Content Detail

Rose turtle-head is similar to pink turtle-head in that they both show unique, pink blooms at the ends of the stems in late summer or early fall. Happiest with consistent moisture, turtle-head is best used at the edges of a pond or stream or in wet areas of a planting bed.

  • Family (English) Figwort
  • Family (botanic) Scrophulariaceae
  • Tree or plant type Perennial
  • Native locale North America
  • Size range Medium plant (12-24 inches), Large plant (more than 24 inches)
  • Light exposure Full sun (6 hrs direct light daily), Partial sun / shade (4-6 hrs light daily)
  • Hardiness zones Zone 5 (Northern Illinois), Zone 6 (City of Chicago), Zone 7, Zone 8
  • Soil preference Moist, well-drained soil
  • Tolerances Occasional flooding, Wet sites
  • Season of interest late summer, early fall
  • Flower color and fragrance Pink
  • Shape or form Upright


Rose turtle-head is 2 to 3 feet tall and wide, although the plant can expand in wet areas to form large clumps.
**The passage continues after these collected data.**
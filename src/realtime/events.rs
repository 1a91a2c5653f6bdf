//! Real-time event types

use chrono::{DateTime, Utc};
use serde::{Deserialize, Serialize};

use crate::types::Message;

/// Service mutations that are broadcast to connected clients
#[derive(Debug, Clone, Copy, PartialEq, Eq, Serialize, Deserialize)]
#[serde(rename_all = "snake_case")]
pub enum EventType {
    Created,
    Updated,
    Patched,
    Removed,
}

/// A mutation result pushed to every member of a channel
#[derive(Debug, Clone, PartialEq, Serialize, Deserialize)]
pub struct RealtimeEvent {
    /// Service path the event came from (e.g. `messages`)
    pub path: String,
    pub event: EventType,
    /// The record as returned by the mutating call
    pub data: Message,
    pub timestamp: DateTime<Utc>,
}

impl RealtimeEvent {
    pub fn new(path: impl Into<String>, event: EventType, data: Message) -> Self {
        Self {
            path: path.into(),
            event,
            data,
            timestamp: Utc::now(),
        }
    }
}
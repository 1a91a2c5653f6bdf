//! The messages service
//!
//! Exposes `find/get/create/update/patch/remove` over a shared [`MessageStore`].
//! Clones share the same store, so every transport sees one set of records.

use std::sync::Arc;

use parking_lot::Mutex;

use crate::error::Result;
use crate::storage::MessageStore;
use crate::types::{CreateMessage, Message, MessageId, PatchMessage, UpdateMessage};

/// CRUD service over the in-memory message store
#[derive(Debug, Clone, Default)]
pub struct MessageService {
    store: Arc<Mutex<MessageStore>>,
}

impl MessageService {
    /// Create a service with an empty store
    pub fn new() -> Self {
        Self::default()
    }

    /// All messages in insertion order
    pub fn find(&self) -> Vec<Message> {
        self.store.lock().all().to_vec()
    }

    /// A single message by id
    pub fn get(&self, id: MessageId) -> Result<Message> {
        self.store.lock().get(id).cloned()
    }

    /// Append a new message with the next id
    pub fn create(&self, data: CreateMessage) -> Message {
        let message = self.store.lock().insert(data.text);
        tracing::debug!(id = message.id, "message created");
        message
    }

    /// Replace a whole message, keeping its id
    pub fn update(&self, id: MessageId, data: UpdateMessage) -> Result<Message> {
        let message = self.store.lock().replace(id, data)?;
        tracing::debug!(id, "message updated");
        Ok(message)
    }

    /// Overwrite only the supplied fields
    pub fn patch(&self, id: MessageId, data: PatchMessage) -> Result<Message> {
        let message = self.store.lock().merge(id, data)?;
        tracing::debug!(id, "message patched");
        Ok(message)
    }

    /// Delete a message and return what was removed
    pub fn remove(&self, id: MessageId) -> Result<Message> {
        let message = self.store.lock().delete(id)?;
        tracing::debug!(id, "message removed");
        Ok(message)
    }

    /// Number of stored messages
    pub fn count(&self) -> usize {
        self.store.lock().len()
    }
}
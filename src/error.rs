//! Error types for the message board

use axum::{
    http::StatusCode,
    response::{IntoResponse, Response},
    Json,
};
use serde::Serialize;
use thiserror::Error;

use crate::types::MessageId;

/// Result type alias for board operations
pub type Result<T> = std::result::Result<T, BoardError>;

/// Main error type for the message board
#[derive(Error, Debug)]
pub enum BoardError {
    #[error("Message with id {0} not found")]
    NotFound(MessageId),

    #[error("Message with id {0} not found")]
    UnknownId(String),

    #[error("Service '{0}' not found")]
    UnknownService(String),

    #[error("Method '{0}' not allowed")]
    MethodNotAllowed(String),

    #[error("Bad request: {0}")]
    BadRequest(String),

    #[error("Serialization error: {0}")]
    Serialization(#[from] serde_json::Error),

    #[error("IO error: {0}")]
    Io(#[from] std::io::Error),

    #[error("Configuration error: {0}")]
    Config(String),
}

/// Wire representation of an error, shared by REST and the socket protocol
#[derive(Debug, Clone, PartialEq, Eq, Serialize, serde::Deserialize)]
#[serde(rename_all = "camelCase")]
pub struct ErrorBody {
    pub name: String,
    pub message: String,
    pub code: u16,
    pub class_name: String,
}

impl BoardError {
    /// HTTP status for this error kind
    pub fn status_code(&self) -> StatusCode {
        match self {
            BoardError::NotFound(_) | BoardError::UnknownId(_) | BoardError::UnknownService(_) => {
                StatusCode::NOT_FOUND
            }
            BoardError::MethodNotAllowed(_) => StatusCode::METHOD_NOT_ALLOWED,
            BoardError::BadRequest(_) => StatusCode::BAD_REQUEST,
            BoardError::Serialization(_) | BoardError::Io(_) | BoardError::Config(_) => {
                StatusCode::INTERNAL_SERVER_ERROR
            }
        }
    }

    /// Error name as reported to clients
    pub fn name(&self) -> &'static str {
        match self.status_code() {
            StatusCode::NOT_FOUND => "NotFound",
            StatusCode::METHOD_NOT_ALLOWED => "MethodNotAllowed",
            StatusCode::BAD_REQUEST => "BadRequest",
            _ => "GeneralError",
        }
    }

    /// Kebab-case class name as reported to clients
    pub fn class_name(&self) -> &'static str {
        match self.status_code() {
            StatusCode::NOT_FOUND => "not-found",
            StatusCode::METHOD_NOT_ALLOWED => "method-not-allowed",
            StatusCode::BAD_REQUEST => "bad-request",
            _ => "general-error",
        }
    }

    /// Build the client-facing error body.
    ///
    /// Server errors never expose internal details.
    pub fn body(&self) -> ErrorBody {
        let status = self.status_code();
        let message = if status.is_server_error() {
            "Internal server error".to_string()
        } else {
            self.to_string()
        };

        ErrorBody {
            name: self.name().to_string(),
            message,
            code: status.as_u16(),
            class_name: self.class_name().to_string(),
        }
    }

    /// Log this error at a level matching its severity
    pub fn log(&self) {
        let status = self.status_code();
        if status.is_server_error() {
            tracing::error!(error = %self, status = status.as_u16(), "Server error occurred");
        } else {
            tracing::debug!(error = %self, status = status.as_u16(), "Client error occurred");
        }
    }
}

impl IntoResponse for BoardError {
    fn into_response(self) -> Response {
        self.log();
        (self.status_code(), Json(self.body())).into_response()
    }
}

#[cfg(test)]
mod tests {
    use super::*;

    #[test]
    fn test_not_found_body() {
        let body = BoardError::NotFound(7).body();
        assert_eq!(body.name, "NotFound");
        assert_eq!(body.code, 404);
        assert_eq!(body.class_name, "not-found");
        assert_eq!(body.message, "Message with id 7 not found");
    }

    #[test]
    fn test_status_table() {
        assert_eq!(
            BoardError::UnknownId("abc".into()).status_code(),
            StatusCode::NOT_FOUND
        );
        assert_eq!(
            BoardError::MethodNotAllowed("frob".into()).status_code(),
            StatusCode::METHOD_NOT_ALLOWED
        );
        assert_eq!(
            BoardError::BadRequest("nope".into()).status_code(),
            StatusCode::BAD_REQUEST
        );
        assert_eq!(
            BoardError::Config("bad".into()).status_code(),
            StatusCode::INTERNAL_SERVER_ERROR
        );
    }

    #[test]
    fn test_server_errors_hide_details() {
        let err = BoardError::Config("secret path /etc/board".into());
        let body = err.body();
        assert_eq!(body.message, "Internal server error");
        assert_eq!(body.name, "GeneralError");
        assert_eq!(body.code, 500);
    }

    #[test]
    fn test_body_serializes_camel_case() {
        let json = serde_json::to_value(BoardError::NotFound(1).body()).unwrap();
        assert_eq!(json["className"], "not-found");
        assert!(json.get("class_name").is_none());
    }
}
Native geographic location and habitat: 

Rose turtle-head is native to the southeastern United States. It can be found in wetlands.

Attracts birds or pollinators: 

Butterflies and other pollinators are attracted to the blooms.

Leaf description: 

Rose turtle-head has large leaves with prominent veins. The leaves are rounded at the base, with pointed tips and shallow teeth.

Flower description: 

Flowers are rosy-red and clumped at the ends of the stems. As with other turtle-heads, the flowers are uniquely shaped, resembling the head of a small turtle.

Fruit description: 

Pointed oval capsules have several flat seeds with wings within.

Plant care:

Plant in full sun to part-shade in rich, consistently moist soil. Divide in spring. Do not cut down for winter, but wait for spring clean-up.

List of pests, diseases, and tolerances: 

No serious pest and disease problems, although the plant may mildew if adequate airflow is not provided. Deer and rabbit resistant. Tolerates wet sites.